During the Great Recession of 2008-2010, home prices across the U.S. declined dramatically. The aggregate U.S. home price index has recovered all of the losses since that time and have continued to experience steady growth.
Create the DataFrame 'df_us_3' to select the rows with the values indicated below.
df_us_3 = df_us.loc[['West South Central Division', 'United States', 'Pacific Division']]
df_us_3.info()
<class 'pandas.core.frame.DataFrame'> Index: 924 entries, West South Central Division to Pacific Division Data columns (total 9 columns): date_idx 924 non-null datetime64[ns] hpi_type 924 non-null object hpi_flavor 924 non-null object frequency 924 non-null object level 924 non-null object place_name 924 non-null object place_id 924 non-null object index_nsa 924 non-null float64 index_sa 924 non-null float64 dtypes: datetime64[ns](1), float64(2), object(6) memory usage: 72.2+ KB
Plot the 3 regions using the U.S. home price index for comparison.

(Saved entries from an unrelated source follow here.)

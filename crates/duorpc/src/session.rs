//! # Session
//!
//! One connection, one codec, one read loop. The loop is the only reader: it
//! hands requests to the `Server` and responses to the `Client`, so both
//! directions share the connection.
//!
//! ## Architecture
//!
//! ```text
//!            ┌──────────── Session ────────────┐
//!  call() ──►│ Client ── write_request ──┐     │
//!            │                           ▼     │
//!            │                        Codec ◄──┼──► connection
//!            │                           │     │
//!            │ run(): read ─┬─ Request ──► Server ── write_response
//!            │              └─ Response ─► Client.resolve
//!            └─────────────────────────────────┘
//! ```
//!
//! Requests are served inline by default, which means a slow handler holds
//! up every frame behind it, including responses the handler itself may be
//! waiting for. `Dispatch::Pooled` serves them on spawned tasks instead.

use std::sync::atomic::AtomicBool;
use std::sync::atomic::Ordering;
use std::sync::Arc;
use std::sync::Mutex;
use std::sync::MutexGuard;
use std::time::Duration;

use tokio::io::AsyncRead;
use tokio::io::AsyncWrite;
use tokio::sync::Semaphore;
use tokio::task::JoinHandle;

use duowire::codec::DEFAULT_MAX_FRAME_LEN;
use duowire::Codec;
use duowire::CodecError;
use duowire::Format;
use duowire::Frame;
use duowire::RequestFrame;
use duowire::WireType;

use crate::client::Client;
use crate::client::DEFAULT_TIMEOUT;
use crate::server::Server;

#[derive(Debug)]
pub enum Error {
    /// Another loop is already reading this session.
    AlreadyRunning,
    /// The connection delivered something that is not a frame.
    Read(CodecError),
    /// A response could not be written.
    Write(CodecError),
}

impl std::fmt::Display for Error {
    fn fmt(&self, f: &mut std::fmt::Formatter<'_>) -> std::fmt::Result {
        match self {
            Self::AlreadyRunning => write!(f, "Session loop is already running"),
            Self::Read(e) => write!(f, "Read failed: {}", e),
            Self::Write(e) => write!(f, "Write failed: {}", e),
        }
    }
}

impl std::error::Error for Error {
    fn source(&self) -> Option<&(dyn std::error::Error + 'static)> {
        match self {
            Self::Read(e) | Self::Write(e) => Some(e),
            Self::AlreadyRunning => None,
        }
    }
}

pub type Result<T> = std::result::Result<T, Error>;

/// How incoming requests are served.
#[derive(Debug, Clone, Copy, PartialEq, Eq)]
pub enum Dispatch {
    /// On the read loop, one at a time.
    Inline,
    /// On spawned tasks, at most `workers` at once.
    Pooled { workers: usize },
}

#[derive(Debug, Clone)]
pub struct SessionConfig {
    /// How long a call waits for its response. Zero waits forever.
    pub timeout: Duration,
    pub max_frame_len: usize,
    pub dispatch: Dispatch,
}

impl Default for SessionConfig {
    fn default() -> Self {
        Self {
            timeout: DEFAULT_TIMEOUT,
            max_frame_len: DEFAULT_MAX_FRAME_LEN,
            dispatch: Dispatch::Inline,
        }
    }
}

/// Builder for a `Session`.
pub struct SessionBuilder<F> {
    format: F,
    config: SessionConfig,
}

impl<F: Format> SessionBuilder<F> {
    pub fn new(format: F) -> Self {
        Self { format, config: SessionConfig::default() }
    }

    pub fn config(mut self, config: SessionConfig) -> Self {
        self.config = config;
        self
    }

    pub fn timeout(mut self, timeout: Duration) -> Self {
        self.config.timeout = timeout;
        self
    }

    pub fn max_frame_len(mut self, max_frame_len: usize) -> Self {
        self.config.max_frame_len = max_frame_len;
        self
    }

    pub fn dispatch(mut self, dispatch: Dispatch) -> Self {
        self.config.dispatch = dispatch;
        self
    }

    /// Serve requests on up to `workers` tasks at once.
    pub fn workers(self, workers: usize) -> Self {
        self.dispatch(Dispatch::Pooled { workers })
    }

    /// Bind the session to a duplex stream.
    pub fn build<T>(self, io: T) -> Session<F>
    where
        T: AsyncRead + AsyncWrite + Send + 'static,
    {
        let codec = Codec::new(self.format, io).with_max_frame_len(self.config.max_frame_len);
        Session::from_codec(codec, self.config)
    }

    /// Bind the session to separate read and write halves.
    pub fn build_from_parts<R, W>(self, reader: R, writer: W) -> Session<F>
    where
        R: AsyncRead + Send + Unpin + 'static,
        W: AsyncWrite + Send + Unpin + 'static,
    {
        let codec = Codec::from_parts(self.format, reader, writer)
            .with_max_frame_len(self.config.max_frame_len);
        Session::from_codec(codec, self.config)
    }
}

struct SessionInner<F> {
    codec: Arc<Codec<F>>,
    client: Client<F>,
    server: Server<F>,
    config: SessionConfig,
    running: AtomicBool,
    fatal: Mutex<Option<CodecError>>,
}

/// Both ends of RPC over one connection. Cheap to clone.
pub struct Session<F> {
    inner: Arc<SessionInner<F>>,
}

impl<F> Clone for Session<F> {
    fn clone(&self) -> Self {
        Self { inner: self.inner.clone() }
    }
}

/// Clears the running flag when the loop exits.
struct RunningGuard<'a>(&'a AtomicBool);

impl Drop for RunningGuard<'_> {
    fn drop(&mut self) {
        self.0.store(false, Ordering::Release);
    }
}

impl<F: Format> Session<F> {
    /// A session with the default configuration.
    pub fn new<T>(format: F, io: T) -> Self
    where
        T: AsyncRead + AsyncWrite + Send + 'static,
    {
        SessionBuilder::new(format).build(io)
    }

    pub fn builder(format: F) -> SessionBuilder<F> {
        SessionBuilder::new(format)
    }

    pub fn from_codec(codec: Codec<F>, config: SessionConfig) -> Self {
        let codec = Arc::new(codec);
        let client = Client::new(codec.clone(), config.timeout);
        let server = Server::new(codec.clone());

        Self {
            inner: Arc::new(SessionInner {
                codec,
                client,
                server,
                config,
                running: AtomicBool::new(false),
                fatal: Mutex::new(None),
            }),
        }
    }

    pub fn client(&self) -> &Client<F> {
        &self.inner.client
    }

    pub fn server(&self) -> &Server<F> {
        &self.inner.server
    }

    pub fn codec(&self) -> &Arc<Codec<F>> {
        &self.inner.codec
    }

    pub fn config(&self) -> &SessionConfig {
        &self.inner.config
    }

    /// Make `T` known to the codec. A no-op for self-describing formats.
    pub fn register_type<T: WireType>(&self) -> std::result::Result<(), CodecError> {
        self.inner.codec.register_type::<T>()
    }

    /// Run the read loop on its own task.
    pub fn spawn(&self) -> JoinHandle<Result<()>> {
        let session = self.clone();
        tokio::spawn(async move { session.run().await })
    }

    /// Read and route frames until the connection ends.
    ///
    /// Returns `Ok(())` when the peer hangs up or the session is closed.
    pub async fn run(&self) -> Result<()> {
        let inner = &*self.inner;
        if inner.running.swap(true, Ordering::AcqRel) {
            return Err(Error::AlreadyRunning);
        }
        let _running = RunningGuard(&inner.running);

        let workers = match inner.config.dispatch {
            Dispatch::Inline => None,
            Dispatch::Pooled { workers } => Some(Arc::new(Semaphore::new(workers.max(1)))),
        };

        tracing::debug!(format = inner.codec.format().name(), "session started");
        let result = loop {
            match inner.codec.read().await {
                Ok(Frame::Request(request)) => {
                    if let Err(e) = self.serve(request, workers.as_ref()).await {
                        tracing::warn!(error = %e, "response write failed");
                        break Err(Error::Write(e));
                    }
                }
                Ok(Frame::Response(response)) => {
                    inner.client.resolve(response);
                }
                Err(CodecError::Closed) => break Ok(()),
                Err(e) => {
                    tracing::warn!(error = %e, "read failed");
                    break Err(Error::Read(e));
                }
            }
        };

        // a worker may have failed while the loop was waiting
        let fatal = self.fatal().take();

        tracing::debug!("session ended");
        match (result, fatal) {
            (Ok(()), Some(e)) => Err(Error::Write(e)),
            (result, _) => result,
        }
    }

    async fn serve(
        &self,
        request: RequestFrame<F>,
        workers: Option<&Arc<Semaphore>>,
    ) -> std::result::Result<(), CodecError> {
        let Some(workers) = workers else {
            return self.inner.server.on_request(request).await;
        };

        // waits for a free worker, which also throttles reading
        let Ok(permit) = workers.clone().acquire_owned().await else {
            return Err(CodecError::Closed);
        };

        let session = self.clone();
        tokio::spawn(async move {
            let _permit = permit;
            if let Err(e) = session.inner.server.on_request(request).await {
                session.fail(e).await;
            }
        });
        Ok(())
    }

    /// Record a worker's write failure and stop the session.
    async fn fail(&self, e: CodecError) {
        tracing::warn!(error = %e, "response write failed");
        if matches!(e, CodecError::Closed) {
            return;
        }

        self.fatal().get_or_insert(e);
        let _ = self.inner.codec.close().await;
    }

    /// The recorded worker failure. A panicked holder cannot leave the
    /// slot half-written, so poisoning is ignored.
    fn fatal(&self) -> MutexGuard<'_, Option<CodecError>> {
        match self.inner.fatal.lock() {
            Ok(fatal) => fatal,
            Err(poisoned) => poisoned.into_inner(),
        }
    }

    /// Close the connection. A blocked read loop returns promptly; calls
    /// made afterwards fail with `Disconnected`.
    pub async fn close(&self) -> std::result::Result<(), CodecError> {
        self.inner.codec.close().await
    }

    pub fn is_closed(&self) -> bool {
        self.inner.codec.is_closed()
    }
}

Rather than specify a color value for color=, specifying a column label produces multiple plots based on the the levels.
p = bokeh.charts.Line(df_us_3, x='date_idx', y='index_nsa', color='place_name',
title="Monthly Home Price in West South Central and Pacific Division compared to U.S.",
legend="top_left")
bokeh.io.show(p)
Use to 'skiprows=' argument to begin reading at row 3082. We use a tuple to specify the columns labels.
Beginning with row 3082 the values for the field 'index_sa' are missing. Begin the read at row 3082 until end of file. And since the default is to key off column names, supply column labels with a tuple of names. The usecols= argument uses a tuple of integers to indicate which fields are to be read from the .csv file. Header=None is to prevent the reader from building column names at row position nrows-1, which in our case contains data values.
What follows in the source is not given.